Property Rights and California Raisins: Headed to the Supreme Court–Again
Justices To Rule on Whether Feds’ Depression-Era Agricultural Regulations Unconstitutionally “Take” Farmers’ Property Without Compensation
The media and U.S. Supreme Court watchers have understandably focused on the justices’ order yesterday agreeing to review the constitutionality of state same-sex marriage bans–automatically making it the “blockbuster” issue before the Court this Term. Largely overshadowed by that news was the justices’ contemporaneous decision to revisit the interrelated issues of property rights, the Takings Clause of the U.S. Constitution and the respective rights of federal regulators and California raisin farmers.
The latter case is Horne v. Department of Agriculture, No. 14-185, and represents a major Supreme Court development in its own right. Horne involves a dispute over the federal government’s power to administer and enforce a Depression-era system of agricultural commodity controls against California raisin farmers who believe that system effects an unconstitutional taking of their property without compensation.
If this property rights dispute sounds vaguely familiar, it should: this is actually the second time the Supreme Court has taken up the constitutional conflict between San Joaquin Valley raisin farmers Marvin and Laura Horne and the U.S. Department of Agriculture. In 2013, the justices overturned a Ninth Circuit ruling that the Hornes should have filed their takings claim in the specialized U.S. Court of Federal Claims in Washington, D.C. The Supreme Court disagreed, holding in a unanimous opinion that the Hornes had properly brought their takings lawsuit in U.S. District Court in California. The justices remanded the case for a decision on the merits.
On remand, the Ninth Circuit Court of Appeals last year again ruled against the Hornes–this time on the merits. The Court of Appeals first held that the Department of Agriculture’s system of “marketing orders,” which require the Hornes to divert a portion of their annual raisin crop to a reserve intended to “smooth out” raisin prices over time, did not constitute–and shouldn’t be analyzed as–a physical taking of the Horne’s property. (That’s critical because, under applicable takings principles, government’s physical occupation or seizure of private property is nearly always viewed by courts as per se takings requiring compensation.) Instead, said the Ninth Circuit, the relevant question is whether the government’s marketing orders triggered a regulatory taking of the Horne’s property by constituting an unfair exaction on their ability to market their raisin crop.
Government defendants in takings cases traditionally fare far better when courts apply regulatory–as opposed to physical–takings rules. And that was the case before the Ninth Circuit in Horne. Applying Supreme Court regulatory takings precedents, the Court of Appeals ruled that the Hornes had failed to demonstrate that the government’s marketing order effected an unconstitutional regulatory taking.

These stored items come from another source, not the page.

use std::collections::{BTreeMap, VecDeque};

use chrono::{DateTime, TimeDelta, Utc};
use serde::{Deserialize, Serialize};
use tracing::{info, warn};

use crate::{
    book::Book,
    book_status::BookStatus,
    error::{CirculationError, StateViolation},
    events::BookEvent,
    observers::Notifier,
    patron::Patron,
};

/// The hold placed for the notified head of a waitlist
#[derive(Debug, Clone, PartialEq, Eq, Deserialize, Serialize)]
pub struct Hold {
    /// Patron the book is held for
    pub patron_id: String,
    /// When they were notified
    pub notified_at: DateTime<Utc>,
}

/// A hold dropped because the notified patron did not collect in time
#[derive(Debug, Clone, PartialEq, Eq, Deserialize, Serialize)]
pub struct ExpiredHold {
    /// The held book
    pub isbn: String,
    /// The hold that lapsed
    pub hold: Hold,
}

/// Where a book ended up after its waitlist was consulted
#[derive(Debug, Clone, PartialEq, Eq)]
pub enum Disposition {
    /// The book is RESERVED for this patron, who has been notified
    Held(String),
    /// Nobody is waiting; the book is AVAILABLE and the manager can go
    Released,
}

/// FIFO waitlist for one title at one branch
#[derive(Debug, Clone, PartialEq, Eq)]
pub struct ReservationManager {
    /// The title being waited for
    isbn: String,
    /// Waiting patrons, head first, no duplicates
    waitlist: VecDeque<String>,
    /// Outstanding notification for the head, if any
    hold: Option<Hold>,
}

impl ReservationManager {
    /// An empty waitlist for `isbn`
    #[must_use]
    pub fn new(isbn: impl Into<String>) -> Self {
        Self { isbn: isbn.into(), waitlist: VecDeque::new(), hold: None }
    }

    /// The title being waited for
    #[must_use]
    pub fn isbn(&self) -> &str {
        &self.isbn
    }

    /// Number of waiting patrons
    #[must_use]
    pub fn len(&self) -> usize {
        self.waitlist.len()
    }

    /// Whether nobody is waiting
    #[must_use]
    pub fn is_empty(&self) -> bool {
        self.waitlist.is_empty()
    }

    /// Patron at the head of the queue
    #[must_use]
    pub fn head(&self) -> Option<&str> {
        self.waitlist.front().map(String::as_str)
    }

    /// Zero-based queue position of `patron_id`
    #[must_use]
    pub fn position(&self, patron_id: &str) -> Option<usize> {
        self.waitlist.iter().position(|id| id == patron_id)
    }

    /// Waiting patrons, head first
    #[must_use]
    pub fn patrons(&self) -> impl Iterator<Item = &str> {
        self.waitlist.iter().map(String::as_str)
    }

    /// Outstanding hold notification
    #[must_use]
    pub fn hold(&self) -> Option<&Hold> {
        self.hold.as_ref()
    }

    /// Whether the book is currently held for `patron_id`
    #[must_use]
    pub fn is_held_for(&self, patron_id: &str) -> bool {
        self.hold.as_ref().is_some_and(|hold| hold.patron_id == patron_id)
    }

    /// Whether the outstanding hold was raised more than `period` before `now`
    #[must_use]
    pub fn hold_expired(&self, now: DateTime<Utc>, period: TimeDelta) -> bool {
        self.hold.as_ref().is_some_and(|hold| {
            hold.notified_at.checked_add_signed(period).is_some_and(|deadline| deadline <= now)
        })
    }

    /// Queue `patron_id` behind everyone already waiting.
    ///
    /// Returns `false` when the patron was already queued.
    ///
    /// # Errors
    ///
    /// Returns `CirculationError::ReservationNotNeeded` if the book is available.
    pub fn reserve(&mut self, book: &Book, patron_id: &str) -> Result<bool, CirculationError> {
        if book.is_available() {
            return Err(CirculationError::ReservationNotNeeded { isbn: book.isbn().to_owned() });
        }
        if self.position(patron_id).is_some() {
            return Ok(false);
        }
        self.waitlist.push_back(patron_id.to_owned());
        info!(isbn = %self.isbn, patron = patron_id, size = self.waitlist.len(), "patron added to waitlist");
        Ok(true)
    }

    /// Remove `patron_id` wherever it sits in the queue.
    ///
    /// Returns `true` when the removed patron had the book held for them; the
    /// caller then passes the hold on.
    ///
    /// # Errors
    ///
    /// Returns `CirculationError::NoSuchReservation` if the patron is not queued.
    pub fn cancel(&mut self, patron_id: &str) -> Result<bool, CirculationError> {
        let position = self.position(patron_id).ok_or_else(|| CirculationError::NoSuchReservation {
            isbn: self.isbn.clone(),
            patron_id: patron_id.to_owned(),
        })?;
        drop(self.waitlist.remove(position));
        let was_held = self.is_held_for(patron_id);
        if was_held {
            self.hold = None;
        }
        info!(isbn = %self.isbn, patron = patron_id, "patron removed from waitlist");
        Ok(was_held)
    }

    /// Decide the status of a book that has just been returned.
    ///
    /// Holds it for the head of the queue and notifies exactly that patron, or
    /// leaves it AVAILABLE when nobody is waiting.
    ///
    /// # Errors
    ///
    /// Returns `CirculationError::InvalidState` if the book is not AVAILABLE.
    pub fn on_book_returned(
        &mut self,
        book: &mut Book,
        patrons: &BTreeMap<String, Patron>,
        notifier: &dyn Notifier,
        at: DateTime<Utc>,
    ) -> Result<Disposition, CirculationError> {
        if book.status() != BookStatus::Available {
            return Err(CirculationError::invalid_state(
                book.isbn(),
                book.status(),
                StateViolation::NotAvailable,
            ));
        }
        if self.waitlist.is_empty() {
            return Ok(Disposition::Released);
        }
        book.apply(BookEvent::Hold, StateViolation::NotAvailable)?;
        Ok(self.notify_head(book, patrons, notifier, at))
    }

    /// Give a RESERVED book to the next patron after the holder left the queue.
    ///
    /// # Errors
    ///
    /// Returns `CirculationError::InvalidState` if the book is not RESERVED.
    pub fn pass_hold(
        &mut self,
        book: &mut Book,
        patrons: &BTreeMap<String, Patron>,
        notifier: &dyn Notifier,
        at: DateTime<Utc>,
    ) -> Result<Disposition, CirculationError> {
        if book.status() != BookStatus::Reserved {
            return Err(CirculationError::invalid_state(
                book.isbn(),
                book.status(),
                StateViolation::NotAvailable,
            ));
        }
        self.hold = None;
        if self.waitlist.is_empty() {
            book.apply(BookEvent::ReleaseHold, StateViolation::NotAvailable)?;
            return Ok(Disposition::Released);
        }
        Ok(self.notify_head(book, patrons, notifier, at))
    }

    /// Drop the head once the notified patron has acted on the notice.
    pub fn fulfill_head(&mut self) -> Option<String> {
        let fulfilled = self.waitlist.pop_front();
        if let Some(patron_id) = &fulfilled {
            if self.is_held_for(patron_id) {
                self.hold = None;
            }
            info!(isbn = %self.isbn, patron = %patron_id, "reservation fulfilled");
        }
        fulfilled
    }

    /// Drop the head whose hold ran out, returning the lapsed hold
    pub fn expire_head(&mut self) -> Option<Hold> {
        let hold = self.hold.take()?;
        if self.head() == Some(hold.patron_id.as_str()) {
            drop(self.waitlist.pop_front());
        }
        warn!(isbn = %self.isbn, patron = %hold.patron_id, "hold expired uncollected");
        Some(hold)
    }

    /// Forget an outstanding notification; the patron keeps their place
    pub(crate) fn withdraw_hold(&mut self) {
        self.hold = None;
    }

    /// Notify the head of the queue and record the hold
    fn notify_head(
        &mut self,
        book: &Book,
        patrons: &BTreeMap<String, Patron>,
        notifier: &dyn Notifier,
        at: DateTime<Utc>,
    ) -> Disposition {
        let Some(head) = self.waitlist.front().cloned() else {
            return Disposition::Released;
        };
        match patrons.get(&head) {
            Some(patron) => notifier.notify(patron, book, at),
            None => warn!(isbn = %self.isbn, patron = %head, "waitlist head is not a registered patron"),
        }
        self.hold = Some(Hold { patron_id: head.clone(), notified_at: at });
        Disposition::Held(head)
    }
}

#[cfg(test)]
#[allow(clippy::expect_used, clippy::arithmetic_side_effects)]
mod tests {
    use std::sync::mpsc::{self, Receiver};

    use chrono::TimeZone;

    use super::*;
    use crate::observers::{ChannelNotifier, Notice};

    /// Fixed instant for waitlist tests
    fn now() -> DateTime<Utc> {
        Utc.with_ymd_and_hms(2024, 6, 1, 8, 0, 0).single().unwrap_or_default()
    }

    /// A checked-out book, three patrons and a notifier feeding a channel
    fn setup() -> (Book, BTreeMap<String, Patron>, ChannelNotifier, Receiver<Notice>) {
        let mut book = Book::new("B1", "Dune", "Frank Herbert", 1965).expect("valid book");
        book.apply(BookEvent::CheckOut, StateViolation::NotAvailable).expect("checkout edge");
        let patrons = ["A", "B", "C"]
            .into_iter()
            .map(|id| (id.to_owned(), Patron::new(id, format!("Patron {id}")).expect("valid patron")))
            .collect();
        let (tx, rx) = mpsc::channel();
        (book, patrons, ChannelNotifier::new(tx), rx)
    }

    /// Notified patron ids, in order
    fn notified(rx: &Receiver<Notice>) -> Vec<String> {
        rx.try_iter().map(|notice| notice.patron_id).collect()
    }

    #[test]
    fn reserving_an_available_book_is_rejected() {
        let book = Book::new("B1", "Dune", "Frank Herbert", 1965).expect("valid book");
        let mut manager = ReservationManager::new("B1");
        assert!(matches!(
            manager.reserve(&book, "A"),
            Err(CirculationError::ReservationNotNeeded { .. })
        ));
        assert!(manager.is_empty());
    }

    #[test]
    fn reserve_is_idempotent_per_patron() {
        let (book, _, _, _) = setup();
        let mut manager = ReservationManager::new("B1");
        assert_eq!(manager.reserve(&book, "A"), Ok(true));
        assert_eq!(manager.reserve(&book, "A"), Ok(false));
        assert_eq!(manager.len(), 1);
    }

    #[test]
    fn return_notifies_only_the_head() {
        let (mut book, patrons, notifier, rx) = setup();
        let mut manager = ReservationManager::new("B1");
        manager.reserve(&book, "A").expect("reserve A");
        manager.reserve(&book, "B").expect("reserve B");
        book.apply(BookEvent::Return, StateViolation::NotCheckedOut).expect("return edge");

        let disposition = manager.on_book_returned(&mut book, &patrons, &notifier, now());

        assert_eq!(disposition, Ok(Disposition::Held("A".to_owned())));
        assert_eq!(book.status(), BookStatus::Reserved);
        assert_eq!(notified(&rx), vec!["A".to_owned()]);
        assert_eq!(manager.len(), 2);
        assert!(manager.is_held_for("A"));
    }

    #[test]
    fn cancelled_head_is_skipped_on_return() {
        let (mut book, patrons, notifier, rx) = setup();
        let mut manager = ReservationManager::new("B1");
        manager.reserve(&book, "A").expect("reserve A");
        manager.reserve(&book, "B").expect("reserve B");
        assert_eq!(manager.cancel("A"), Ok(false));
        book.apply(BookEvent::Return, StateViolation::NotCheckedOut).expect("return edge");

        let disposition = manager.on_book_returned(&mut book, &patrons, &notifier, now());

        assert_eq!(disposition, Ok(Disposition::Held("B".to_owned())));
        assert_eq!(notified(&rx), vec!["B".to_owned()]);
    }

    #[test]
    fn cancel_from_the_middle_keeps_order() {
        let (book, _, _, _) = setup();
        let mut manager = ReservationManager::new("B1");
        for id in ["A", "B", "C"] {
            manager.reserve(&book, id).expect("reserve");
        }
        assert_eq!(manager.cancel("B"), Ok(false));
        assert_eq!(manager.patrons().collect::<Vec<_>>(), vec!["A", "C"]);
        assert!(matches!(manager.cancel("B"), Err(CirculationError::NoSuchReservation { .. })));
    }

    #[test]
    fn empty_waitlist_releases_the_book() {
        let (mut book, patrons, notifier, rx) = setup();
        let mut manager = ReservationManager::new("B1");
        book.apply(BookEvent::Return, StateViolation::NotCheckedOut).expect("return edge");

        let disposition = manager.on_book_returned(&mut book, &patrons, &notifier, now());

        assert_eq!(disposition, Ok(Disposition::Released));
        assert_eq!(book.status(), BookStatus::Available);
        assert!(notified(&rx).is_empty());
    }

    #[test]
    fn passing_the_hold_notifies_the_next_patron() {
        let (mut book, patrons, notifier, rx) = setup();
        let mut manager = ReservationManager::new("B1");
        manager.reserve(&book, "A").expect("reserve A");
        manager.reserve(&book, "B").expect("reserve B");
        book.apply(BookEvent::Return, StateViolation::NotCheckedOut).expect("return edge");
        drop(manager.on_book_returned(&mut book, &patrons, &notifier, now()));

        assert_eq!(manager.cancel("A"), Ok(true));
        let disposition = manager.pass_hold(&mut book, &patrons, &notifier, now());

        assert_eq!(disposition, Ok(Disposition::Held("B".to_owned())));
        assert_eq!(notified(&rx), vec!["A".to_owned(), "B".to_owned()]);
        assert_eq!(book.status(), BookStatus::Reserved);
    }

    #[test]
    fn fulfill_pops_the_head_and_clears_the_hold() {
        let (mut book, patrons, notifier, _rx) = setup();
        let mut manager = ReservationManager::new("B1");
        manager.reserve(&book, "A").expect("reserve A");
        book.apply(BookEvent::Return, StateViolation::NotCheckedOut).expect("return edge");
        drop(manager.on_book_returned(&mut book, &patrons, &notifier, now()));

        assert_eq!(manager.fulfill_head(), Some("A".to_owned()));
        assert!(manager.is_empty());
        assert!(manager.hold().is_none());
    }

    #[test]
    fn hold_expires_after_period() {
        let (mut book, patrons, notifier, _rx) = setup();
        let mut manager = ReservationManager::new("B1");
        manager.reserve(&book, "A").expect("reserve A");
        book.apply(BookEvent::Return, StateViolation::NotCheckedOut).expect("return edge");
        drop(manager.on_book_returned(&mut book, &patrons, &notifier, now()));

        let period = TimeDelta::hours(48);
        assert!(!manager.hold_expired(now() + TimeDelta::hours(47), period));
        assert!(manager.hold_expired(now() + TimeDelta::hours(48), period));

        let lapsed = manager.expire_head();
        assert!(lapsed.is_some_and(|hold| hold.patron_id == "A"));
        assert!(manager.is_empty());
    }
}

In their successful petition for certiorari, the Hornes insist that the Ninth Circuit got it wrong by reviewing their constitutional claim through the prism of regulatory takings principles, rather than as a physical taking. They also contend that the Court of Appeals erroneously applies greater solicitude to takings claims involving real property (i.e., land) than to those concerning personal property (e.g., money, or the Hornes’ raisin crop). The United States, in contrast, argues in opposing the petition that the Ninth Circuit correctly analyzed the Hornes’ challenge to the federal raisin marketing order, and its reserve mandate, as a regulatory taking claim.
The Supreme Court will hear arguments in Horne v. Department of Agriculture in late April, and a decision is expected by the end of June.
In handicapping the case, the odds would seem to favor the Hornes, for several reasons. First, the facts are unattractive from the government’s perspective. This is not an instance where the challenged government program protects clean air or water, or preserves threatened wetlands. Rather, the case involves an antiquated, Depression-era federal raisin-regulation program that many observers believe has long-since outlived its usefulness. (During oral arguments in the first Horne case in 2013, Justice Kagan mused from the bench that the federal raisin marketing program is “the world’s most out-dated law.”) Second, Stanford Law Professor Michael McConnell, the Hornes’ lead counsel and a former judge on the Tenth Circuit Court of Appeals, has done a rather effective job in the petition for certiorari of characterizing the raisin marketing order’s reserve mandate as a physical taking. If the justices agree with that characterization, the case is in all likelihood pretty much over, for the reasons mentioned above. Finally, there’s the venerable adage that the Supreme Court does not take up cases for the purposes of affirming the decisions below. That’s not always true, of course, but the adage proves accurate more often than not. It’s especially apt when the case–as here–comes from Ninth Circuit, which in recent years has suffered far more reversals than affirmances at the hands of the Supreme Court in takings cases (and in environmental cases generally). Finally, recall that the Supreme Court has already reversed the Ninth Circuit once in this very same litigation. It seems–to this observer, at least– unlikely that the justices would grant certiorari a second time in Horne only to agree with the Ninth Circuit’s substantive takings analysis.